WHAT IS REQUIRED:
Please work out how many lines below contain the word "impl", and reply with only that number.

++++

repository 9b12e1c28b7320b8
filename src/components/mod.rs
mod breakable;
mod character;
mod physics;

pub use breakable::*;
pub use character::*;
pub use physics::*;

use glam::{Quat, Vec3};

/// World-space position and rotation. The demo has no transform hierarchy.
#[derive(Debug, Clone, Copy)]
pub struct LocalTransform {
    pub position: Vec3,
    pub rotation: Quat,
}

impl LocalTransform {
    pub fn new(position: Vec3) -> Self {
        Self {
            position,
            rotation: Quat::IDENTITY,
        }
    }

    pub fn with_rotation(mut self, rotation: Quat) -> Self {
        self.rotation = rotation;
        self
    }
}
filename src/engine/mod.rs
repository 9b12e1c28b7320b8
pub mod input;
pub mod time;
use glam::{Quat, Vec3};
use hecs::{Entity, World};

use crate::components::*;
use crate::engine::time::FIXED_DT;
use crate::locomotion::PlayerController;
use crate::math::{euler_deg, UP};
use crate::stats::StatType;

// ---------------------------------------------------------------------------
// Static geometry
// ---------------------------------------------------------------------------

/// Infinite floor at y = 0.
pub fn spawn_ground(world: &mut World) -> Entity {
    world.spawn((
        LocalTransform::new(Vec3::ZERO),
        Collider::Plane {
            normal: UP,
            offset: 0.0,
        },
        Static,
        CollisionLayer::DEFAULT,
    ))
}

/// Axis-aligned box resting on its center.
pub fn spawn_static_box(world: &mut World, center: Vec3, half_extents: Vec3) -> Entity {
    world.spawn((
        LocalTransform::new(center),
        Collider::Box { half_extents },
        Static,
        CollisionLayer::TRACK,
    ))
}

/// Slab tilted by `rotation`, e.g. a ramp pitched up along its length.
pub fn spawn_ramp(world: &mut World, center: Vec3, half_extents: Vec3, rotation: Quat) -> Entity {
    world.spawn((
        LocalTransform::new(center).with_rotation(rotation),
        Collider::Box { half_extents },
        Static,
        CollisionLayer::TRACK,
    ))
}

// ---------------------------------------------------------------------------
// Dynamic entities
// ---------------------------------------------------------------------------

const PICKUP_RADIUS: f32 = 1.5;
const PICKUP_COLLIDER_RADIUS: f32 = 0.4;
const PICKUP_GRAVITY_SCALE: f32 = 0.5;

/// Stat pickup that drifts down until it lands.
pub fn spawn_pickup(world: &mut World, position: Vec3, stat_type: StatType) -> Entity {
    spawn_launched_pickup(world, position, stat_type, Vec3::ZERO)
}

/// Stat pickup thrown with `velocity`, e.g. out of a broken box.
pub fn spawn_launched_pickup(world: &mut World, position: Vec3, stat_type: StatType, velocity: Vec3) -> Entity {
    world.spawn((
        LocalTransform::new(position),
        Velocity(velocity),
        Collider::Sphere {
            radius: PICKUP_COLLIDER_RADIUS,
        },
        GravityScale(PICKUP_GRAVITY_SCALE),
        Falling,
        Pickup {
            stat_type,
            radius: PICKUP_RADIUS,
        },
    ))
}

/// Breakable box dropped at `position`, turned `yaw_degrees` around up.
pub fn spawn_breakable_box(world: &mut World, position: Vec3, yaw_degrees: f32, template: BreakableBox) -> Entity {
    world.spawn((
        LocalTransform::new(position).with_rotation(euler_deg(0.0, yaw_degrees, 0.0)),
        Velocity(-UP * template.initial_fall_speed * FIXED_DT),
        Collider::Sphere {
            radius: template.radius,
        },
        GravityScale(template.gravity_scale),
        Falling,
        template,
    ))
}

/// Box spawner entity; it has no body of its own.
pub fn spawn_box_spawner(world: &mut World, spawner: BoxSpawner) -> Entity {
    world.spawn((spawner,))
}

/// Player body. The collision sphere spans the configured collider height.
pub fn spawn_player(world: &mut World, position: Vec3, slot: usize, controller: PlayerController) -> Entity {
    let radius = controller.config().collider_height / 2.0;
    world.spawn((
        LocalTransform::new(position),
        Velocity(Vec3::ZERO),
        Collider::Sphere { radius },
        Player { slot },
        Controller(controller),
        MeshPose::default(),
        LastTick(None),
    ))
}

++++

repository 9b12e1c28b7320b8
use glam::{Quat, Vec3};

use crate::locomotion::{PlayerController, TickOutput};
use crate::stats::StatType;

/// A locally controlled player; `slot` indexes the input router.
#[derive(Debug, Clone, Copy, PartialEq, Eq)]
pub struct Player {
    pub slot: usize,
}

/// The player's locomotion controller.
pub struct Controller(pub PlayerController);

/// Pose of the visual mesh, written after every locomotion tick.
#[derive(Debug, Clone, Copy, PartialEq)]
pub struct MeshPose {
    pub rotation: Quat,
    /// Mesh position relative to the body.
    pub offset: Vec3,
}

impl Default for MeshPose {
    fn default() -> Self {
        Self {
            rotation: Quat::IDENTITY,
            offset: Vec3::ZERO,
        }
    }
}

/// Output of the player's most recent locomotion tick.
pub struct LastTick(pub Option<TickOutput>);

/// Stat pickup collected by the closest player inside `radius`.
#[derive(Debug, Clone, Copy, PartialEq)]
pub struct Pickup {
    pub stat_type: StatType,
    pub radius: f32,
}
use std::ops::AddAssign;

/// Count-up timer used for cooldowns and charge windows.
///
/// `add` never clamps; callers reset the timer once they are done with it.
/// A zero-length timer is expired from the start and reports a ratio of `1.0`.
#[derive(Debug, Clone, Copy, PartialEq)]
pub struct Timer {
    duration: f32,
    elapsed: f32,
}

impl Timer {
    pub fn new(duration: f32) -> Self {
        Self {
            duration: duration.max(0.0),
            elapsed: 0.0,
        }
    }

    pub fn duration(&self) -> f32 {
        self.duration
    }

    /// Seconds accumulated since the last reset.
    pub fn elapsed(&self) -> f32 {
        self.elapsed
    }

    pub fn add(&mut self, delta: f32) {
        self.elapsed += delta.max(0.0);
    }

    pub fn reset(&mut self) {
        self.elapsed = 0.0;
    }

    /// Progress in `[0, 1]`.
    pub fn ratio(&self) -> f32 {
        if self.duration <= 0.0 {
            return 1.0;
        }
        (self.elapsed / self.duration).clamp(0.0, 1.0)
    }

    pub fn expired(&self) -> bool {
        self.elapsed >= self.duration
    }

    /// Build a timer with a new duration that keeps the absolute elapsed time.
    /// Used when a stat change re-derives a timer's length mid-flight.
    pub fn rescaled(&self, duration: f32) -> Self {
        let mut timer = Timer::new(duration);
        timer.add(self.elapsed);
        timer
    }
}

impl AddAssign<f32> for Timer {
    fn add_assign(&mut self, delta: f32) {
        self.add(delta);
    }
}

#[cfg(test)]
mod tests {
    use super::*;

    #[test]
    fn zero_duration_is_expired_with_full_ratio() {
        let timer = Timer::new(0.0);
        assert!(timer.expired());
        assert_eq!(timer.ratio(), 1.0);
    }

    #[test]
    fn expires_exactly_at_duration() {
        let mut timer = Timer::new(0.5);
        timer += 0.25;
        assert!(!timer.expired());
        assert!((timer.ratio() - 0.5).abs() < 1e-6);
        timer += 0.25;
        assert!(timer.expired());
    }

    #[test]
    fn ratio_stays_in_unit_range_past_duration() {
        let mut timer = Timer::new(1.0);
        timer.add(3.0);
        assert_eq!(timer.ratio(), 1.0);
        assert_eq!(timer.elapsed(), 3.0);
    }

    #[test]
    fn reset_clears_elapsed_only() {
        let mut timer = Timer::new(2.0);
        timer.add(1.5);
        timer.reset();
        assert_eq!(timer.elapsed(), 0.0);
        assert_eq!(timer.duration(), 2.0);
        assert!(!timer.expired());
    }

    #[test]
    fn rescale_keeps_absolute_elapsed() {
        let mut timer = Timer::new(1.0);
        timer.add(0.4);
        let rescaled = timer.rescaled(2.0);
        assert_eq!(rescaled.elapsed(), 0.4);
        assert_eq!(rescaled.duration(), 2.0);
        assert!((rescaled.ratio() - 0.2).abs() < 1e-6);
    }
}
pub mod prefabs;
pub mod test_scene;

++++

SOLUTION TO THE EXERCISE:
4